Stored data entries:
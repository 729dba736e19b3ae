//! Tests for the simulation engine, radar systems, fire control, and engagement pipeline.

use deterrence_core::commands::PlayerCommand;
use deterrence_core::components::{DetectionCounter, Interceptor, Threat, ThreatProfile};
use deterrence_core::enums::*;
use deterrence_core::types::{Position, Velocity};

use crate::engine::{SimConfig, SimulationEngine};
use crate::systems::movement;

// ---- Determinism ----

#[test]
fn test_determinism_same_seed() {
    let mut engine_a = SimulationEngine::new(SimConfig {
        seed: 12345,
        ..Default::default()
    });
    let mut engine_b = SimulationEngine::new(SimConfig {
        seed: 12345,
        ..Default::default()
    });

    engine_a.queue_command(PlayerCommand::StartMission);
    engine_b.queue_command(PlayerCommand::StartMission);

    for _ in 0..300 {
        let snap_a = engine_a.tick();
        let snap_b = engine_b.tick();

        let json_a = serde_json::to_string(&snap_a).unwrap();
        let json_b = serde_json::to_string(&snap_b).unwrap();
        assert_eq!(json_a, json_b, "Snapshots diverged with same seed");
    }
}

#[test]
fn test_determinism_different_seeds() {
    let mut engine_a = SimulationEngine::new(SimConfig {
        seed: 111,
        ..Default::default()
    });
    let mut engine_b = SimulationEngine::new(SimConfig {
        seed: 222,
        ..Default::default()
    });

    engine_a.queue_command(PlayerCommand::StartMission);
    engine_b.queue_command(PlayerCommand::StartMission);

    // Run enough ticks for radar sweeps to produce divergent results.
    // Tick 1 snapshots are identical (both have empty tracks), but
    // after detection rolls with different seeds, snapshots diverge.
    let mut diverged = false;
    for _ in 0..500 {
        let snap_a = engine_a.tick();
        let snap_b = engine_b.tick();
        let json_a = serde_json::to_string(&snap_a).unwrap();
        let json_b = serde_json::to_string(&snap_b).unwrap();
        if json_a != json_b {
            diverged = true;
            break;
        }
    }
    assert!(diverged, "Different seeds should produce divergent output");
}

// ---- Entity lifecycle ----

#[test]
fn test_entity_lifecycle_oob_despawn() {
    let mut engine = SimulationEngine::new(SimConfig::default());
    engine.queue_command(PlayerCommand::StartMission);
    engine.tick();

    // Verify threats exist as entities (even if not yet tracked).
    let threat_count = {
        let mut q = engine.world().query::<&Threat>();
        q.iter().count()
    };
    assert!(
        threat_count > 0,
        "Should have threat entities after StartMission"
    );

    // Threats include sea-skimmers (290 m/s), supersonic cruisers (850 m/s),
    // and a subsonic drone (100 m/s, spawns at tick 600, ~165km out).
    // Threat AI transitions to Impact at 50m from origin, cleanup despawns.
    // Slowest: drone at 100 m/s from 165km = ~1650s = ~49500 ticks + 600 spawn delay.
    // Run 55000 ticks to ensure all threats reach impact.
    for _ in 0..55_000 {
        engine.tick();
    }

    let final_threat_count = {
        let mut q = engine.world().query::<&Threat>();
        q.iter().count()
    };
    assert_eq!(
        final_threat_count, 0,
        "All threats should have been despawned after going OOB"
    );

    let final_snap = engine.tick();
    assert_eq!(
        final_snap.tracks.len(),
        0,
        "No tracks should remain after all threats despawned"
    );
}

#[test]
fn test_snapshot_size_under_100kb() {
    let mut engine = SimulationEngine::new(SimConfig::default());
    engine.queue_command(PlayerCommand::StartMission);
    engine.tick();

    // Spawn pre-tracked threats for snapshot size test (bypasses radar detection).
    // The 3 mission threats may also get promoted during ticks, so we assert >= 100.
    engine.spawn_tracked_threats(100);

    // Run a few ticks to build up position history.
    for _ in 0..100 {
        engine.tick();
    }

    let snapshot = engine.tick();
    assert!(
        snapshot.tracks.len() >= 100,
        "Should have at least 100 tracks, got {}",
        snapshot.tracks.len()
    );

    let json = serde_json::to_string(&snapshot).unwrap();
    let size_kb = json.len() as f64 / 1024.0;

    assert!(
        size_kb < 100.0,
        "Snapshot with 100 entities should be <100KB, was {size_kb:.1}KB",
    );
    assert!(
        size_kb > 1.0,
        "Snapshot should have substantial data, was only {size_kb:.1}KB",
    );
}

// ---- Tick timing ----

#[test]
fn test_tick_timing_30_ticks_one_second() {
    let mut engine = SimulationEngine::new(SimConfig::default());
    engine.queue_command(PlayerCommand::StartMission);

    for _ in 0..30 {
        engine.tick();
    }

    assert_eq!(engine.time().tick, 30);
    assert!(
        (engine.time().elapsed_secs - 1.0).abs() < 1e-10,
        "30 ticks should equal 1.0 seconds, got {}",
        engine.time().elapsed_secs
    );
}

// ---- Pause/Resume ----

#[test]
fn test_pause_stops_simulation() {
    let mut engine = SimulationEngine::new(SimConfig::default());
    engine.queue_command(PlayerCommand::StartMission);

    for _ in 0..10 {
        engine.tick();
    }
    assert_eq!(engine.time().tick, 10);
    assert_eq!(engine.phase(), GamePhase::Active);

    engine.queue_command(PlayerCommand::Pause);
    for _ in 0..10 {
        engine.tick();
    }
    assert_eq!(
        engine.time().tick,
        10,
        "Time should not advance while paused"
    );
    assert_eq!(engine.phase(), GamePhase::Paused);

    engine.queue_command(PlayerCommand::Resume);
    for _ in 0..10 {
        engine.tick();
    }
    assert_eq!(engine.time().tick, 20);
    assert_eq!(engine.phase(), GamePhase::Active);
}

// ---- Movement ----

#[test]
fn test_movement_integration() {
    let mut world = hecs::World::new();

    world.spawn((Position::new(0.0, 0.0, 0.0), Velocity::new(100.0, 0.0, 0.0)));

    for _ in 0..30 {
        movement::run(&mut world);
    }

    let mut query = world.query::<&Position>();
    let (_, pos) = query.iter().next().unwrap();
    assert!(
        (pos.x - 100.0).abs() < 1e-6,
        "After 1s at 100 m/s east, x should be ~100, got {}",
        pos.x
    );
    assert!(pos.y.abs() < 1e-10, "y should be 0, got {}", pos.y);
    assert!(pos.z.abs() < 1e-10, "z should be 0, got {}", pos.z);
}

// ---- Track hooking ----

#[test]
fn test_hook_track_command() {
    let mut engine = SimulationEngine::new(SimConfig::default());
    engine.queue_command(PlayerCommand::StartMission);
    engine.tick();

    // Spawn pre-tracked threats for immediate hooking.
    engine.spawn_tracked_threats(3);
    let snap = engine.tick();

    assert!(!snap.tracks.is_empty(), "Should have pre-tracked threats");
    let first_track = snap.tracks[0].track_number;
    assert!(!snap.tracks[0].hooked, "Tracks should start unhooked");

    engine.queue_command(PlayerCommand::HookTrack {
        track_number: first_track,
    });
    let snap2 = engine.tick();

    let hooked = snap2
        .tracks
        .iter()
        .find(|t| t.track_number == first_track)
        .unwrap();
    assert!(hooked.hooked, "Track should be hooked after HookTrack");

    for t in &snap2.tracks {
        if t.track_number != first_track {
            assert!(!t.hooked, "Only the hooked track should be hooked");
        }
    }

    engine.queue_command(PlayerCommand::UnhookTrack);
    let snap3 = engine.tick();
    assert!(
        snap3.tracks.iter().all(|t| !t.hooked),
        "All tracks should be unhooked"
    );
}

// ---- Snapshot systems ----

#[test]
fn test_snapshot_includes_systems() {
    let mut engine = SimulationEngine::new(SimConfig::default());
    engine.queue_command(PlayerCommand::StartMission);
    let snap = engine.tick();

    // Own ship at origin.
    assert!(snap.own_ship.position.x.abs() < 1e-10);
    assert!(snap.own_ship.position.y.abs() < 1e-10);

    // Radar with full energy (no tracks yet = all search).
    assert!((snap.radar.energy_total - 100.0).abs() < 1e-10);
    assert_eq!(snap.radar.mode, RadarMode::TrackWhileScan);

    // VLS: 64 cells with correct loadout.
    assert_eq!(snap.vls.total_capacity, 64);
    assert_eq!(snap.vls.ready_standard, 32);
    assert_eq!(snap.vls.ready_extended_range, 16);
    assert_eq!(snap.vls.ready_point_defense, 16);
    assert_eq!(snap.vls.total_ready, 64);

    // Illuminators: 3 channels, all idle.
    assert_eq!(snap.illuminators.len(), 3);
    assert!(snap
        .illuminators
        .iter()
        .all(|i| i.status == IlluminatorStatus::Idle));
}

// ---- Phase gating ----

#[test]
fn test_start_mission_phase_gating() {
    let mut engine = SimulationEngine::new(SimConfig::default());

    // Before StartMission, phase is MainMenu.
    let snap = engine.tick();
    assert_eq!(snap.phase, GamePhase::MainMenu);
    assert!(snap.tracks.is_empty());

    // Start mission — threats spawn but are undetected initially.
    engine.queue_command(PlayerCommand::StartMission);
    let snap = engine.tick();
    assert_eq!(snap.phase, GamePhase::Active);

    // Threats exist as entities but aren't yet tracks.
    let threat_count = {
        let mut q = engine.world().query::<&Threat>();
        q.iter().count()
    };
    assert!(threat_count > 0, "Threat entities should exist");

    // Starting again while Active should be a no-op.
    engine.queue_command(PlayerCommand::StartMission);
    let snap = engine.tick();
    let threat_count_2 = {
        let mut q = engine.world().query::<&Threat>();
        q.iter().count()
    };
    assert_eq!(
        threat_count, threat_count_2,
        "StartMission while Active should be ignored"
    );
    assert_eq!(snap.phase, GamePhase::Active);
}

// ---- Time scale ----

#[test]
fn test_set_time_scale() {
    let mut engine = SimulationEngine::new(SimConfig::default());
    assert!((engine.time_scale() - 1.0).abs() < 1e-10);

    engine.queue_command(PlayerCommand::SetTimeScale { scale: 2.0 });
    engine.tick();
    assert!((engine.time_scale() - 2.0).abs() < 1e-10);

    // Clamped to 0.0..4.0.
    engine.queue_command(PlayerCommand::SetTimeScale { scale: 10.0 });
    engine.tick();
    assert!((engine.time_scale() - 4.0).abs() < 1e-10);

    engine.queue_command(PlayerCommand::SetTimeScale { scale: -1.0 });
    engine.tick();
    assert!(engine.time_scale().abs() < 1e-10);
}

// ---- Radar detection pipeline ----

#[test]
fn test_undetected_threats_not_in_snapshot() {
    let mut engine = SimulationEngine::new(SimConfig::default());
    engine.queue_command(PlayerCommand::StartMission);
    let snap = engine.tick();

    // Threats just spawned — not yet detected by radar.
    assert!(
        snap.tracks.is_empty(),
        "Tracks should be empty immediately after StartMission (threats are undetected)"
    );

    // But threat entities exist with DetectionCounter.
    let counter_count = {
        let mut q = engine.world().query::<(&Threat, &DetectionCounter)>();
        q.iter().count()
    };
    assert!(
        counter_count > 0,
        "Threat entities with DetectionCounter should exist"
    );
}

#[test]
fn test_track_initiation_pipeline() {
    let mut engine = SimulationEngine::new(SimConfig {
        seed: 42,
        ..Default::default()
    });
    engine.queue_command(PlayerCommand::StartMission);

    // Run enough ticks for radar sweeps to detect threats.
    // With ~4-second rotation and 3 hits needed, ~12+ seconds (360+ ticks).
    // Run 500 ticks (~16.7 seconds, >4 full sweeps) to be safe.
    for _ in 0..500 {
        engine.tick();
    }

    let snap = engine.tick();

    // At least some threats should now be tracked.
    assert!(
        !snap.tracks.is_empty(),
        "After 500 ticks, radar should have detected and promoted some threats to tracks"
    );

    // Tracks should have quality around TRACK_INITIAL_QUALITY.
    for track in &snap.tracks {
        assert!(
            track.quality > 0.0 && track.quality <= 1.0,
            "Track quality should be in (0, 1], got {}",
            track.quality
        );
        assert_eq!(
            track.classification,
            Classification::Unknown,
            "New tracks should be classified as Unknown"
        );
    }
}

- WORK REQUEST
Considering only the data above, return the lines in which "sweeps" occurs.

- ANSWER TO THE PROBLEM
    // Run enough ticks for radar sweeps to produce divergent results.
    // Run enough ticks for radar sweeps to detect threats.
    // Run 500 ticks (~16.7 seconds, >4 full sweeps) to be safe.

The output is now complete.